[Data entries]
++++++++
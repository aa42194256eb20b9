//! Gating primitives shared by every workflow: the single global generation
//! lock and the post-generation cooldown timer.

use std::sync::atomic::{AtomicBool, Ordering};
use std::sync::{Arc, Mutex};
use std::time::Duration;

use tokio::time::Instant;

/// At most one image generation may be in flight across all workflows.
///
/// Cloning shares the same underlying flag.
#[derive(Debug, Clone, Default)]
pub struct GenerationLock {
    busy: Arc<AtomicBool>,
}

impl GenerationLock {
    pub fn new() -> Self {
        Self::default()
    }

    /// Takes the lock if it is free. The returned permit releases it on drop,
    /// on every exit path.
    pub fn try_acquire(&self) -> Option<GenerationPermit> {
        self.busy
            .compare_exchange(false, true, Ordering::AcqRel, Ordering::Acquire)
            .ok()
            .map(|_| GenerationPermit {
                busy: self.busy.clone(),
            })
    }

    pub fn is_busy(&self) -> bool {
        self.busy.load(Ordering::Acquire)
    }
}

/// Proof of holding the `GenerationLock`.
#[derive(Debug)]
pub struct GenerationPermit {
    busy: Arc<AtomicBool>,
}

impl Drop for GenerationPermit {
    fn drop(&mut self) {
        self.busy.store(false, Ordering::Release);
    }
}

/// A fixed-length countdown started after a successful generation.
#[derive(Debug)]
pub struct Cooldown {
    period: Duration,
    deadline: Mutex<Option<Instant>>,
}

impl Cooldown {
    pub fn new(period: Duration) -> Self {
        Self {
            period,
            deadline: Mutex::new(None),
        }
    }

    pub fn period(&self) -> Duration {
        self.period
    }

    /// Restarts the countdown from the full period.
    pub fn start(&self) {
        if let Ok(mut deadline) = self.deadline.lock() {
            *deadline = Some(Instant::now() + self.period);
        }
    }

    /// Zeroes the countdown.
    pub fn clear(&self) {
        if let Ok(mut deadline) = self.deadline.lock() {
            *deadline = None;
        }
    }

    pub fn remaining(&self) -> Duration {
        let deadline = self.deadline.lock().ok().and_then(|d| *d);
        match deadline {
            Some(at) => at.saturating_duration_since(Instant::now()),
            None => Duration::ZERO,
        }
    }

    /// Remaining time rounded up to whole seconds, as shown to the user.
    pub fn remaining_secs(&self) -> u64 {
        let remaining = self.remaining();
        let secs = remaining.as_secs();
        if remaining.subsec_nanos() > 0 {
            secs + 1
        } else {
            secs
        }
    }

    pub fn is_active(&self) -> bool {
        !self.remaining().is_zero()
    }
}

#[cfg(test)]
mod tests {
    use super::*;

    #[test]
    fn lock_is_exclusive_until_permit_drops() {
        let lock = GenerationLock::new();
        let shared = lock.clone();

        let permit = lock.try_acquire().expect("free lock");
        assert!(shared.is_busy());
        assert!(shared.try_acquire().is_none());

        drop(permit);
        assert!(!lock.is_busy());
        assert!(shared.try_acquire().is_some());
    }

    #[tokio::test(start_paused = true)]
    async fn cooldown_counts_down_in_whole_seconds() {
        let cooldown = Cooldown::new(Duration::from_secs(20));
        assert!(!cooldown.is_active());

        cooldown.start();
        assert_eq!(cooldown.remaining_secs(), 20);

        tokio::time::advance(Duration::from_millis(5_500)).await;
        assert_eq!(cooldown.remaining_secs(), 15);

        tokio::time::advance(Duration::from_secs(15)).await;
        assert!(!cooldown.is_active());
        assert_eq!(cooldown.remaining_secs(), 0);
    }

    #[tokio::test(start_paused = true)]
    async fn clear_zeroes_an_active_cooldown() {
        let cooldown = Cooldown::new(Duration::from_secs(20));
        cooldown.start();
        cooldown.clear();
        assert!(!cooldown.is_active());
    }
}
++++++++
Exercise – Transcribe the entries above exactly.

Solution for this problem –
repository aa42194256eb20b9
//! Gating primitives shared by every workflow: the single global generation
//! lock and the post-generation cooldown timer.

use std::sync::atomic::{AtomicBool, Ordering};
use std::sync::{Arc, Mutex};
use std::time::Duration;

use tokio::time::Instant;

/// At most one image generation may be in flight across all workflows.
///
/// Cloning shares the same underlying flag.
#[derive(Debug, Clone, Default)]
pub struct GenerationLock {
    busy: Arc<AtomicBool>,
}

impl GenerationLock {
    pub fn new() -> Self {
        Self::default()
    }

    /// Takes the lock if it is free. The returned permit releases it on drop,
    /// on every exit path.
    pub fn try_acquire(&self) -> Option<GenerationPermit> {
        self.busy
            .compare_exchange(false, true, Ordering::AcqRel, Ordering::Acquire)
            .ok()
            .map(|_| GenerationPermit {
                busy: self.busy.clone(),
            })
    }

    pub fn is_busy(&self) -> bool {
        self.busy.load(Ordering::Acquire)
    }
}

/// Proof of holding the `GenerationLock`.
#[derive(Debug)]
pub struct GenerationPermit {
    busy: Arc<AtomicBool>,
}

impl Drop for GenerationPermit {
    fn drop(&mut self) {
        self.busy.store(false, Ordering::Release);
    }
}

/// A fixed-length countdown started after a successful generation.
#[derive(Debug)]
pub struct Cooldown {
    period: Duration,
    deadline: Mutex<Option<Instant>>,
}

impl Cooldown {
    pub fn new(period: Duration) -> Self {
        Self {
            period,
            deadline: Mutex::new(None),
        }
    }

    pub fn period(&self) -> Duration {
        self.period
    }

    /// Restarts the countdown from the full period.
    pub fn start(&self) {
        if let Ok(mut deadline) = self.deadline.lock() {
            *deadline = Some(Instant::now() + self.period);
        }
    }

    /// Zeroes the countdown.
    pub fn clear(&self) {
        if let Ok(mut deadline) = self.deadline.lock() {
            *deadline = None;
        }
    }

    pub fn remaining(&self) -> Duration {
        let deadline = self.deadline.lock().ok().and_then(|d| *d);
        match deadline {
            Some(at) => at.saturating_duration_since(Instant::now()),
            None => Duration::ZERO,
        }
    }

    /// Remaining time rounded up to whole seconds, as shown to the user.
    pub fn remaining_secs(&self) -> u64 {
        let remaining = self.remaining();
        let secs = remaining.as_secs();
        if remaining.subsec_nanos() > 0 {
            secs + 1
        } else {
            secs
        }
    }

    pub fn is_active(&self) -> bool {
        !self.remaining().is_zero()
    }
}

#[cfg(test)]
mod tests {
    use super::*;

    #[test]
    fn lock_is_exclusive_until_permit_drops() {
        let lock = GenerationLock::new();
        let shared = lock.clone();

        let permit = lock.try_acquire().expect("free lock");
        assert!(shared.is_busy());
        assert!(shared.try_acquire().is_none());

        drop(permit);
        assert!(!lock.is_busy());
        assert!(shared.try_acquire().is_some());
    }

    #[tokio::test(start_paused = true)]
    async fn cooldown_counts_down_in_whole_seconds() {
        let cooldown = Cooldown::new(Duration::from_secs(20));
        assert!(!cooldown.is_active());

        cooldown.start();
        assert_eq!(cooldown.remaining_secs(), 20);

        tokio::time::advance(Duration::from_millis(5_500)).await;
        assert_eq!(cooldown.remaining_secs(), 15);

        tokio::time::advance(Duration::from_secs(15)).await;
        assert!(!cooldown.is_active());
        assert_eq!(cooldown.remaining_secs(), 0);
    }

    #[tokio::test(start_paused = true)]
    async fn clear_zeroes_an_active_cooldown() {
        let cooldown = Cooldown::new(Duration::from_secs(20));
        cooldown.start();
        cooldown.clear();
        assert!(!cooldown.is_active());
    }
}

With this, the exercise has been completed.